Aim of the task. Every line below containing the word "password" should be found and copied.

Exercise data.

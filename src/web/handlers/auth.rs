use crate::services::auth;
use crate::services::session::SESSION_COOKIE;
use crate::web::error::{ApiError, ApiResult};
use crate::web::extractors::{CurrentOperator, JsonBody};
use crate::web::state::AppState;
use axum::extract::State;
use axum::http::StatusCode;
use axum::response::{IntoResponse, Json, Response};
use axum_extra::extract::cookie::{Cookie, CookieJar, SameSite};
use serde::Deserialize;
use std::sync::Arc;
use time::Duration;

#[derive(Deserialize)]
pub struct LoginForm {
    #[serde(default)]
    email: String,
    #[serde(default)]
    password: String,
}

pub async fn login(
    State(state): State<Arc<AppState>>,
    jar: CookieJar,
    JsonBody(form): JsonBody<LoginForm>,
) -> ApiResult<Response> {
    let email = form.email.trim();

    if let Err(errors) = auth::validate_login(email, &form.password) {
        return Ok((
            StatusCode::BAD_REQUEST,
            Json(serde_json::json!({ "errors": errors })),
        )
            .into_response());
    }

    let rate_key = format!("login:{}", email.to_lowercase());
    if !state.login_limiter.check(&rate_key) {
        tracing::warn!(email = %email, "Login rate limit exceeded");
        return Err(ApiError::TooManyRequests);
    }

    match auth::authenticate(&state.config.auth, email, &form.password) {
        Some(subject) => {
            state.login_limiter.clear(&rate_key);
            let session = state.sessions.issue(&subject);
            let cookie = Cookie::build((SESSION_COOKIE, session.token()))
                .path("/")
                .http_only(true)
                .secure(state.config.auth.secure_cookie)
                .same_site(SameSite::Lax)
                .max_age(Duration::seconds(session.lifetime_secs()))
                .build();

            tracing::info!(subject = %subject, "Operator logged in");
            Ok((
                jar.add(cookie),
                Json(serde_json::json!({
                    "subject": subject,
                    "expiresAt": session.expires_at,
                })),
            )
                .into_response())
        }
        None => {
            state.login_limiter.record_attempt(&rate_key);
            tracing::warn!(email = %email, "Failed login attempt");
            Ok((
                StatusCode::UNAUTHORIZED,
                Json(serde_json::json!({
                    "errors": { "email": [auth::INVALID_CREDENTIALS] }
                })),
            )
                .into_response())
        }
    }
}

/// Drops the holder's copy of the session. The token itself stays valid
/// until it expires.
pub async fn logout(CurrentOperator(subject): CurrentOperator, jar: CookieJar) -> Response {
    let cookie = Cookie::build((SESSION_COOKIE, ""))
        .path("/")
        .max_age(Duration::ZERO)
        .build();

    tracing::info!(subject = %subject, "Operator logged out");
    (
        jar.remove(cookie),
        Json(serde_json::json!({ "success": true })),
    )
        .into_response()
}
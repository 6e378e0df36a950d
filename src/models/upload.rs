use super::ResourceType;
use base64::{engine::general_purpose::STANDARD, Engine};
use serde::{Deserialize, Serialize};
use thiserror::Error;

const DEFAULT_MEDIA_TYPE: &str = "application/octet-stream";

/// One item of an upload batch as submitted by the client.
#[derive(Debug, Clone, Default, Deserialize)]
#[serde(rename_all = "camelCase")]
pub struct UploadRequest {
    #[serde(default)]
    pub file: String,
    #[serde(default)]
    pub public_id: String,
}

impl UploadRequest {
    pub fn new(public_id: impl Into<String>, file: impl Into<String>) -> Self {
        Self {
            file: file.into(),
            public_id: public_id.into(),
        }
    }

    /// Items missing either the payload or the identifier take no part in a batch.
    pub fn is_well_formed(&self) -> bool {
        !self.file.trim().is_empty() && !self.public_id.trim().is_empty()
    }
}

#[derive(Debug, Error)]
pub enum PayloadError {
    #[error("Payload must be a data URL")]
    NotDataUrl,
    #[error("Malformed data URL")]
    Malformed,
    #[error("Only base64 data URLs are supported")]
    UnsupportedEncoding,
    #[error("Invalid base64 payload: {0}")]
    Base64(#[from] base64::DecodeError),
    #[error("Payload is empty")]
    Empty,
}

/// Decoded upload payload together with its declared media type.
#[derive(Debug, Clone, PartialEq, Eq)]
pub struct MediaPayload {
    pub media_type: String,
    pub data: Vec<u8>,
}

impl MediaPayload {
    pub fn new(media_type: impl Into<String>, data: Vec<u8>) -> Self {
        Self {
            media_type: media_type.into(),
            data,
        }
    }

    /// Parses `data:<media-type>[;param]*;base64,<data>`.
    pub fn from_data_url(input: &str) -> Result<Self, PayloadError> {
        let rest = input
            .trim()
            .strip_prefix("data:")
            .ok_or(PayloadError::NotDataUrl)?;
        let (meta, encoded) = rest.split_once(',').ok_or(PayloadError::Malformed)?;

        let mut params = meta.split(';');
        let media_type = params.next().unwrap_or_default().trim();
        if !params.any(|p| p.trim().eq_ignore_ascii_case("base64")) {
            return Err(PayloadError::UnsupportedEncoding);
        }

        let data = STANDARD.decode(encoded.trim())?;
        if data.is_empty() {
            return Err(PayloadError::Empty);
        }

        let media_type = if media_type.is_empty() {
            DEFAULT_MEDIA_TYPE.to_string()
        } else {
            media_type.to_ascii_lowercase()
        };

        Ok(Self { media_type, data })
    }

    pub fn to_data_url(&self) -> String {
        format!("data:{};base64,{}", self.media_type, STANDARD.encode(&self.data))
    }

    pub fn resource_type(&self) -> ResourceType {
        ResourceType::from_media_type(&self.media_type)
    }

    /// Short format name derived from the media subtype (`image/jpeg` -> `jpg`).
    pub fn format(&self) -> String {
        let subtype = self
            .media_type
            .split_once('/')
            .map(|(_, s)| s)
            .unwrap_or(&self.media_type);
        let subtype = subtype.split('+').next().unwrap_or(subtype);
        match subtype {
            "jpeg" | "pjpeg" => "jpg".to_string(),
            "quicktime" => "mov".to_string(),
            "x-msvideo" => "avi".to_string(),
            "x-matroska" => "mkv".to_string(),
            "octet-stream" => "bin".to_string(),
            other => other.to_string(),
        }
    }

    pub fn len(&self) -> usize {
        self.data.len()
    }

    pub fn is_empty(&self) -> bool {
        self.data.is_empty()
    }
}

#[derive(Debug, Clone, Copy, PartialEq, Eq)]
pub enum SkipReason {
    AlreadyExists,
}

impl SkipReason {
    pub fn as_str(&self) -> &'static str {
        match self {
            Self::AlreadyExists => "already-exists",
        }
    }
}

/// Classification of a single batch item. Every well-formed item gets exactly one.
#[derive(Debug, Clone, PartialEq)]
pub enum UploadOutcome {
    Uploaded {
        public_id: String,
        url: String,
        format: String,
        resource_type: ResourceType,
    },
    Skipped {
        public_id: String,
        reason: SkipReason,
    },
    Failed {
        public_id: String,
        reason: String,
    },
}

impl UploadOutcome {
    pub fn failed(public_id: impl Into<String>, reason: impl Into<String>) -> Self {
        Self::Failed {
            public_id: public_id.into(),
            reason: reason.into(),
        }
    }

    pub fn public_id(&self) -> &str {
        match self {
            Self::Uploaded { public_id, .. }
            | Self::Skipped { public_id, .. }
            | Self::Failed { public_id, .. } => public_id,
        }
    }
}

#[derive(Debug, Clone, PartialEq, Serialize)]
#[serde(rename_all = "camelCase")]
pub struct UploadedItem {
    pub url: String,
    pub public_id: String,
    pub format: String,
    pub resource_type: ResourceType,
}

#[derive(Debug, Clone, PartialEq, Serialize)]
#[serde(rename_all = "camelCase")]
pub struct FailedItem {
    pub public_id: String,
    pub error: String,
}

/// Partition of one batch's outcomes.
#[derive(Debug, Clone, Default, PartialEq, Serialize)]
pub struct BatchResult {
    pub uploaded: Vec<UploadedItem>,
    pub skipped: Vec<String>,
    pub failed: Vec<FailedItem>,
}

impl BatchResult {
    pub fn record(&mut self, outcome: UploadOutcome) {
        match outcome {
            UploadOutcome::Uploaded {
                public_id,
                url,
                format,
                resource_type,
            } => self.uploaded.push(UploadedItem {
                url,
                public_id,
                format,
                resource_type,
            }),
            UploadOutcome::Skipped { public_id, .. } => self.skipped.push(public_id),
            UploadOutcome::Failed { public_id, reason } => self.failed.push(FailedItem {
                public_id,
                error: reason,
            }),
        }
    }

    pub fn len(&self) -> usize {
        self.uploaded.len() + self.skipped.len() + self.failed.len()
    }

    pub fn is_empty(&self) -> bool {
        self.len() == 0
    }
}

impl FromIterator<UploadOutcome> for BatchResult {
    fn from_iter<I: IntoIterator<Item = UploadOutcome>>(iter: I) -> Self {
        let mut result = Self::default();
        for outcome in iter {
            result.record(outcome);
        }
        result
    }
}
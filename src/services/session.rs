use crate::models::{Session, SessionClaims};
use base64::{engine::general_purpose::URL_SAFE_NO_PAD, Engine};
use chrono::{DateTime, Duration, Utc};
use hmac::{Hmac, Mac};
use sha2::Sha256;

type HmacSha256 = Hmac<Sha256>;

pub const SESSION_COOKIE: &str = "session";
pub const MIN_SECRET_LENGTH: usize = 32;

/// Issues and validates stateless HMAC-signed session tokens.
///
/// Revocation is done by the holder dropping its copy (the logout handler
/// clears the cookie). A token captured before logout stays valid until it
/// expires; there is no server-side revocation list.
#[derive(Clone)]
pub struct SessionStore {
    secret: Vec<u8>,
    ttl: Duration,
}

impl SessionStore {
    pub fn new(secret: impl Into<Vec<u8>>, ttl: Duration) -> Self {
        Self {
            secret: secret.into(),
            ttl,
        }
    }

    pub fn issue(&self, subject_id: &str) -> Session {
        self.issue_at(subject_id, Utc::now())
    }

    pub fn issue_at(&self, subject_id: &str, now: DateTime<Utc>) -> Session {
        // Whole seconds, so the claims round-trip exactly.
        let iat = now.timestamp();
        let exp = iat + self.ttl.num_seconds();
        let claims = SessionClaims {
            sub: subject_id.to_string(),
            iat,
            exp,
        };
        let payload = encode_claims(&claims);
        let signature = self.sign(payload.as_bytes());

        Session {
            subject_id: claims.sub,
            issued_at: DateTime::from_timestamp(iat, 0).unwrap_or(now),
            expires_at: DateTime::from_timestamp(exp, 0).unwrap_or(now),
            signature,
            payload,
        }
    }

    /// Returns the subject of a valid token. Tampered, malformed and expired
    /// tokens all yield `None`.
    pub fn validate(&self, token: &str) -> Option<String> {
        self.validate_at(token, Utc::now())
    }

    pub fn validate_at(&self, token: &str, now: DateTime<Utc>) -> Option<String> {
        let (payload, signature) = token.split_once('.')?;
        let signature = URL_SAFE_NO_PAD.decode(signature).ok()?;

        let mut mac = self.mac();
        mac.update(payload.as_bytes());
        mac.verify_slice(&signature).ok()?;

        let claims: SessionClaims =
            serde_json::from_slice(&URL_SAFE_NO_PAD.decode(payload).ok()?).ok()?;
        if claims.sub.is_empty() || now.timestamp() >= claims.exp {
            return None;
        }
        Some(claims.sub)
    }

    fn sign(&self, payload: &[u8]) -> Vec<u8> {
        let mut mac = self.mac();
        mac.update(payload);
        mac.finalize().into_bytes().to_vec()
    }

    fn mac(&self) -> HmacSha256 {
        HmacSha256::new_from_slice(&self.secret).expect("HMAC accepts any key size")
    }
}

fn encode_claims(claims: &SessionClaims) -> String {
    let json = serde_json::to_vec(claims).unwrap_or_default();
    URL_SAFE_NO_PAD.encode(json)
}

Solution for this problem.
    password: String,
    if let Err(errors) = auth::validate_login(email, &form.password) {
    match auth::authenticate(&state.config.auth, email, &form.password) {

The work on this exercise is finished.